Foi a primeira visita que D. Manuel Linda fez a uma missão militar no exterior e o balanço não podia ser mais positivo.

Em entrevista à Renascença, diz que gostou de estar com os 190 militares que ali estão destacados. Homens e mulheres, muitos com uma fé convicta, a quem todos tecem elogios, e que encontrou muito empenhados no que ali fazem.

Do que viu e ouviu diz que no Kosovo todos receiam o fim da missão de paz, porque as divisões subsistem. Aconselha por isso prudência na hora de decidir se o contingente é, ou não, para manter. O relatório da visita seguirá em breve para as chefias militares.

Visitou, pela primeira vez, militares portugueses destacados no estrangeiro. Como correu a visita?

Foi muito positiva, porque permitiu-me um contacto com os homens e mulheres do contingente português, que são mais do que imaginava. São 190, porque alguns militares também estão no quartel-general da KFOR. Do ponto de vista humano foi muito enriquecedor, porque contactei com uma realidade que desconhecia, e deu-me pretexto para eu interligar vários fios de conhecimento, e até dimensão histórica, que de facto só com um contacto local é que se consegue fazer. Do ponto de vista humano, relacional, e do ponto de vista pastoral, foi uma óptima oportunidade para estar com estes militares, portugueses e não só, que aspiram à paz e também têm, muitos deles, valores religiosos.

Esta é uma missão de paz. Com que espírito é que encontrou os militares portugueses?

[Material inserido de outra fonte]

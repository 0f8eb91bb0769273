//! recstore - in-memory normalized record cache with epoch-based invalidation
//!
//! recstore is the cache layer of a client-side data-fetching runtime. It
//! stores normalized records, tracks which cached results have been
//! invalidated or have expired, and tells the request dispatcher whether a
//! request can be served from cache.
//!
//! # Quick Start
//!
//! ```
//! use recstore::{Environment, EnvironmentConfig, RecordId};
//!
//! let env = Environment::new(EnvironmentConfig::default()).unwrap();
//! let watched = env.subscribe_to_invalidation_state(vec![RecordId::new("user:1")], |event| {
//!     println!("user:1 invalidated at epoch {}", event.epoch);
//! });
//!
//! env.commit_update(|txn| txn.invalidate_record(RecordId::new("user:1")))
//!     .unwrap();
//! watched.dispose();
//! ```
//!
//! # Architecture
//!
//! All operations go through the [`Environment`]. Storage and transaction
//! internals are reachable through it but are not re-exported here.

pub use recstore_core::{
    Epoch, Error, FieldValue, OperationId, Record, RecordId, Result, Timestamp, Value,
};
pub use recstore_engine::*;
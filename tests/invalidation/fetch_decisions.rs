//! Fetch policy decisions against the cache

use crate::common::*;
use recstore::{FetchPolicy, OperationAvailability, StaleReason};
use std::time::Duration;

#[test]
fn fresh_result_served_from_cache() {
    let env = env();
    env.commit_payload(op("Q"), vec![user("user:1", "Alice")], vec![id("user:1")])
        .unwrap();

    let decision = env.decide(&op("Q"), FetchPolicy::StoreOrNetwork);
    assert!(decision.serve_from_cache);
    assert!(!decision.network_request);
}

#[test]
fn stale_result_goes_to_network() {
    let env = env();
    env.commit_payload(op("Q"), vec![user("user:1", "Alice")], vec![id("user:1")])
        .unwrap();
    env.invalidate_record(id("user:1")).unwrap();

    let decision = env.decide(&op("Q"), FetchPolicy::StoreOrNetwork);
    assert!(!decision.serve_from_cache);
    assert!(decision.network_request);
    assert_eq!(
        decision.availability,
        OperationAvailability::Stale(StaleReason::RecordInvalidation(id("user:1")))
    );

    let decision = env.decide(&op("Q"), FetchPolicy::StoreAndNetwork);
    assert!(decision.serve_from_cache);
    assert!(decision.network_request);
}

#[test]
fn unknown_operation_is_missing() {
    let env = env();
    let decision = env.decide(&op("Never"), FetchPolicy::StoreOnly);
    assert_eq!(decision.availability, OperationAvailability::Missing);
    assert!(!decision.serve_from_cache);
    assert!(!decision.network_request);
}

#[test]
fn deleted_reference_is_missing() {
    let env = env();
    env.commit_payload(
        op("Q"),
        vec![user("user:1", "Alice"), user("user:2", "Bob")],
        vec![id("user:1"), id("user:2")],
    )
    .unwrap();
    env.commit_update(|txn| txn.delete(&id("user:2"))).unwrap();

    assert_eq!(env.check(&op("Q")), OperationAvailability::Missing);
    let decision = env.decide(&op("Q"), FetchPolicy::StoreOrNetwork);
    assert!(decision.network_request);
}

#[test]
fn expired_result_refetched_under_default_policy() {
    let (env, clock) = expiring_env(Duration::from_secs(30));
    env.commit_payload(op("Q"), vec![user("user:1", "Alice")], vec![id("user:1")])
        .unwrap();
    clock.advance(Duration::from_secs(31));

    let decision = env.decide(&op("Q"), FetchPolicy::default());
    assert!(decision.network_request);
    assert!(!decision.serve_from_cache);

    let decision = env.decide(&op("Q"), FetchPolicy::NetworkOnly);
    assert!(decision.network_request);
}
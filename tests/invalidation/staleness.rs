//! Expiration window behaviour

use crate::common::*;
use recstore::{CapturedAt, Epoch, OperationAvailability, StaleReason, StalenessVerdict};
use std::time::Duration;

const MINUTE: Duration = Duration::from_secs(60);

#[test]
fn four_minutes_fresh_six_minutes_stale() {
    let (env, clock) = expiring_env(5 * MINUTE);
    env.commit_payload(op("Q"), vec![user("user:1", "Alice")], vec![id("user:1")])
        .unwrap();

    clock.advance(4 * MINUTE);
    let verdict = env.is_operation_stale(&op("Q"));
    assert_eq!(verdict, Some(StalenessVerdict::Fresh));

    clock.advance(2 * MINUTE);
    assert_eq!(
        env.is_operation_stale(&op("Q")),
        Some(StalenessVerdict::Stale(StaleReason::ExpirationElapsed))
    );
    assert_eq!(
        env.check(&op("Q")),
        OperationAvailability::Stale(StaleReason::ExpirationElapsed)
    );
}

#[test]
fn no_expiration_configured_never_expires() {
    let env = env();
    let ancient = CapturedAt::fetched(Epoch::ZERO, recstore::Timestamp::EPOCH);
    let refs = [id("user:1")];
    assert_eq!(env.is_stale(&ancient, &refs), StalenessVerdict::Fresh);
}

#[test]
fn local_commits_are_not_subject_to_expiration() {
    let (env, clock) = expiring_env(MINUTE);
    env.commit_update(|txn| {
        txn.set(user("user:1", "Alice"))?;
        txn.commit_result(op("Local"), vec![id("user:1")], false)
    })
    .unwrap();

    clock.advance(60 * MINUTE);
    assert_eq!(
        env.check(&op("Local")),
        OperationAvailability::Available { fetch_time: None }
    );

    env.invalidate_record(id("user:1")).unwrap();
    assert!(matches!(
        env.check(&op("Local")),
        OperationAvailability::Stale(StaleReason::RecordInvalidation(_))
    ));
}

#[test]
fn refetch_resets_the_window() {
    let (env, clock) = expiring_env(5 * MINUTE);
    env.commit_payload(op("Q"), vec![user("user:1", "Alice")], vec![id("user:1")])
        .unwrap();
    clock.advance(6 * MINUTE);
    assert!(!env.check(&op("Q")).is_available());

    env.commit_payload(op("Q"), vec![user("user:1", "Alice")], vec![id("user:1")])
        .unwrap();
    assert_eq!(
        env.check(&op("Q")),
        OperationAvailability::Available {
            fetch_time: Some(START.saturating_add(6 * MINUTE))
        }
    );
}

#[test]
fn invalidation_reported_before_expiration() {
    let (env, clock) = expiring_env(MINUTE);
    env.commit_payload(op("Q"), vec![user("user:1", "Alice")], vec![id("user:1")])
        .unwrap();
    env.invalidate_record(id("user:1")).unwrap();
    clock.advance(10 * MINUTE);

    assert_eq!(
        env.is_operation_stale(&op("Q")),
        Some(StalenessVerdict::Stale(StaleReason::RecordInvalidation(id(
            "user:1"
        ))))
    );
}
//! Invalidation state: epochs and invalidation stamps
//!
//! ## Model
//!
//! A single counter orders everything. Each committed [`InvalidationBatch`]
//! advances it by exactly one, through [`InvalidationState::apply`]:
//!
//! - every record in the batch is stamped with the new epoch
//! - a global batch records the new epoch as the last global invalidation;
//!   no record is touched, so it is O(1)
//!
//! `apply` is the only mutator. The engine calls it once per commit, so
//! there is no way to advance the epoch without passing through a
//! transaction and notifying subscribers.
//!
//! Record stamps and the global epoch are kept apart so that a reader
//! asking "was there a global invalidation after epoch E" is never fooled
//! by unrelated record invalidations advancing the shared counter.
//!
//! ## Staleness rule
//!
//! A result captured at epoch `E` is stale if the last global invalidation
//! is `> E`, or if any record it references carries a stamp `> E`.

use parking_lot::RwLock;
use recstore_core::{Epoch, RecordId};
use rustc_hash::FxHashMap;
use std::collections::BTreeSet;
use tracing::trace;

/// Invalidations accumulated by one transaction
///
/// Ids are kept in a set: invalidating the same id twice in one
/// transaction stamps it once.
#[derive(Debug, Clone, Default, PartialEq, Eq)]
pub struct InvalidationBatch {
    /// Records explicitly invalidated
    pub records: BTreeSet<RecordId>,
    /// Whether the whole store was invalidated
    pub global: bool,
}

impl InvalidationBatch {
    /// Create an empty batch
    pub fn new() -> Self {
        Self::default()
    }

    /// Add a record invalidation
    pub fn invalidate_record(&mut self, id: RecordId) {
        self.records.insert(id);
    }

    /// Mark the whole store invalidated
    pub fn invalidate_global(&mut self) {
        self.global = true;
    }

    /// True if the batch carries no invalidation at all
    pub fn is_empty(&self) -> bool {
        !self.global && self.records.is_empty()
    }
}

#[derive(Debug, Default)]
struct EpochState {
    current: Epoch,
    last_global: Option<Epoch>,
    records: FxHashMap<RecordId, Epoch>,
}

impl EpochState {
    fn advance(&mut self) -> Epoch {
        self.current = self.current.next();
        self.current
    }
}

/// Epoch counter plus invalidation stamps for one environment
#[derive(Debug, Default)]
pub struct InvalidationState {
    state: RwLock<EpochState>,
}

impl InvalidationState {
    /// Create tracking state at `Epoch::ZERO`
    pub fn new() -> Self {
        Self::default()
    }

    /// Current epoch
    pub fn current_epoch(&self) -> Epoch {
        self.state.read().current
    }

    /// Epoch of the most recent global invalidation, if any
    pub fn last_global_invalidation(&self) -> Option<Epoch> {
        self.state.read().last_global
    }

    /// Epoch at which `id` was last invalidated, `None` if never
    pub fn epoch_for_record(&self, id: &RecordId) -> Option<Epoch> {
        self.state.read().records.get(id).copied()
    }

    /// Advance the epoch once for a committed transaction
    ///
    /// Every id in the batch is stamped with the returned epoch, and the
    /// global invalidation epoch is set to it if the batch is global. An
    /// empty batch still advances: the epoch doubles as the commit's write
    /// epoch.
    pub fn apply(&self, batch: &InvalidationBatch) -> Epoch {
        let mut state = self.state.write();
        let epoch = state.advance();
        if batch.global {
            state.last_global = Some(epoch);
        }
        for id in &batch.records {
            state.records.insert(id.clone(), epoch);
        }
        trace!(
            target: "recstore::invalidation",
            %epoch,
            global = batch.global,
            records = batch.records.len(),
            "applied invalidation batch"
        );
        epoch
    }

    /// Check whether anything relevant was invalidated after `captured`
    ///
    /// Returns the first offending record in iteration order.
    pub fn invalidated_since<'a, I>(&self, captured: Epoch, ids: I) -> Option<&'a RecordId>
    where
        I: IntoIterator<Item = &'a RecordId>,
    {
        let state = self.state.read();
        ids.into_iter()
            .find(|id| matches!(state.records.get(*id), Some(stamp) if *stamp > captured))
    }

    /// Number of records carrying an invalidation stamp
    pub fn tracked_records(&self) -> usize {
        self.state.read().records.len()
    }
}
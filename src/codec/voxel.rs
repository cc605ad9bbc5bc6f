//! Voxel grid records.
//!
//! A grid is a `(Z, Y, X)` array of cells, each cell holding a
//! variable-length list of points. Geometry vectors are z,y,x ordered.

use super::{base_attrs, Encode, Stamp};
use crate::core::Group;
use crate::schema::keys::{
    ATTR_FRAME_ID, ATTR_LABEL_TAG, ATTR_MAP_ID, ATTR_VOXEL_CENTER, ATTR_VOXEL_MAX, ATTR_VOXEL_MIN,
    ATTR_VOXEL_ORIGIN, ATTR_VOXEL_SIZE,
};
use crate::schema::RecordKind;
use crate::util::{NdArray, Result};

/// Point flavor of a voxel grid.
#[derive(Clone, Copy, Debug, PartialEq, Eq, Hash)]
pub enum VoxelKind {
    /// Cells of `(x, y, z)` float32 points.
    Points,
    /// Cells of `(x, y, z, label)` points.
    Semantic3d,
}

impl VoxelKind {
    pub const fn kind(self) -> RecordKind {
        match self {
            Self::Points => RecordKind::VoxelPoints,
            Self::Semantic3d => RecordKind::VoxelSemantic3d,
        }
    }
}

/// Placement of a voxel grid in its frame.
#[derive(Clone, Copy, Debug, Default, PartialEq)]
pub struct VoxelGeometry {
    /// Edge length of one voxel, metres.
    pub size: f64,
    pub min: [f64; 3],
    pub max: [f64; 3],
    pub center: [f64; 3],
    /// Index of the center voxel.
    pub origin: [i64; 3],
}

/// A voxel grid map.
#[derive(Clone, Debug, PartialEq)]
pub struct VoxelGrid {
    voxel_kind: VoxelKind,
    cells: NdArray,
    frame_id: String,
    geometry: VoxelGeometry,
    label_tag: Option<String>,
    map_id: Option<String>,
    stamp: Stamp,
}

impl VoxelGrid {
    pub fn new(
        voxel_kind: VoxelKind,
        cells: NdArray,
        frame_id: impl Into<String>,
        geometry: VoxelGeometry,
    ) -> Self {
        Self {
            voxel_kind,
            cells,
            frame_id: frame_id.into(),
            geometry,
            label_tag: None,
            map_id: None,
            stamp: Stamp::UNTIMED,
        }
    }

    pub fn with_label_tag(mut self, label_tag: impl Into<String>) -> Self {
        self.label_tag = Some(label_tag.into());
        self
    }

    pub fn with_map_id(mut self, map_id: impl Into<String>) -> Self {
        self.map_id = Some(map_id.into());
        self
    }

    pub fn with_stamp(mut self, stamp: Stamp) -> Self {
        self.stamp = stamp;
        self
    }

    pub fn geometry(&self) -> &VoxelGeometry {
        &self.geometry
    }
}

impl Encode for VoxelGrid {
    fn kind(&self) -> RecordKind {
        self.voxel_kind.kind()
    }

    fn validate(&self) -> Result<()> {
        self.kind().check(&self.cells)
    }

    fn write_validated(&self, group: &mut Group<'_>, tag: &str) -> Result<()> {
        let g = &self.geometry;
        let mut attrs = base_attrs(self.kind(), self.stamp).with(ATTR_FRAME_ID, self.frame_id.as_str());
        attrs.set_opt(ATTR_LABEL_TAG, self.label_tag.as_deref());
        attrs.set_opt(ATTR_MAP_ID, self.map_id.as_deref());
        attrs.set(ATTR_VOXEL_SIZE, g.size);
        attrs.set(ATTR_VOXEL_MIN, g.min);
        attrs.set(ATTR_VOXEL_MAX, g.max);
        attrs.set(ATTR_VOXEL_CENTER, g.center);
        attrs.set(ATTR_VOXEL_ORIGIN, g.origin);
        group.create_dataset(tag, self.cells.clone(), attrs)?;
        Ok(())
    }
}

Muito animados, cumpridores escrupulosos da sua missão, com muita humanidade naquilo que fazem. Isso foi-me ressaltado continuamente nas duas vezes em que me encontrei com o comandante general da KFOR, italiano, e que não se poupou em elogios. Disse-me o melhor que se podia dizer dos militares portugueses.

Esta missão está a terminar, vai ser substituída. No terreno como estão as coisas?

Esta missão vai continuar durante mais dois meses, depois há outra força que já está em aprontamento, que é a do Regimento de Infantaria nº 13 de Vila Real, partirá para substituir esta. E eu imagino que não seja a última. Lá correm rumores de que, passados tantos anos da guerra dos Balcãs, já há tempo suficiente para as estruturas funcionarem. Mas, se é certo que os outros países nascidos da antiga Jugoslávia já caminham pelos seus próprios pés, têm instituições, polícia, exército, um parlamento, um governo, tudo isso, o Kosovo não tem.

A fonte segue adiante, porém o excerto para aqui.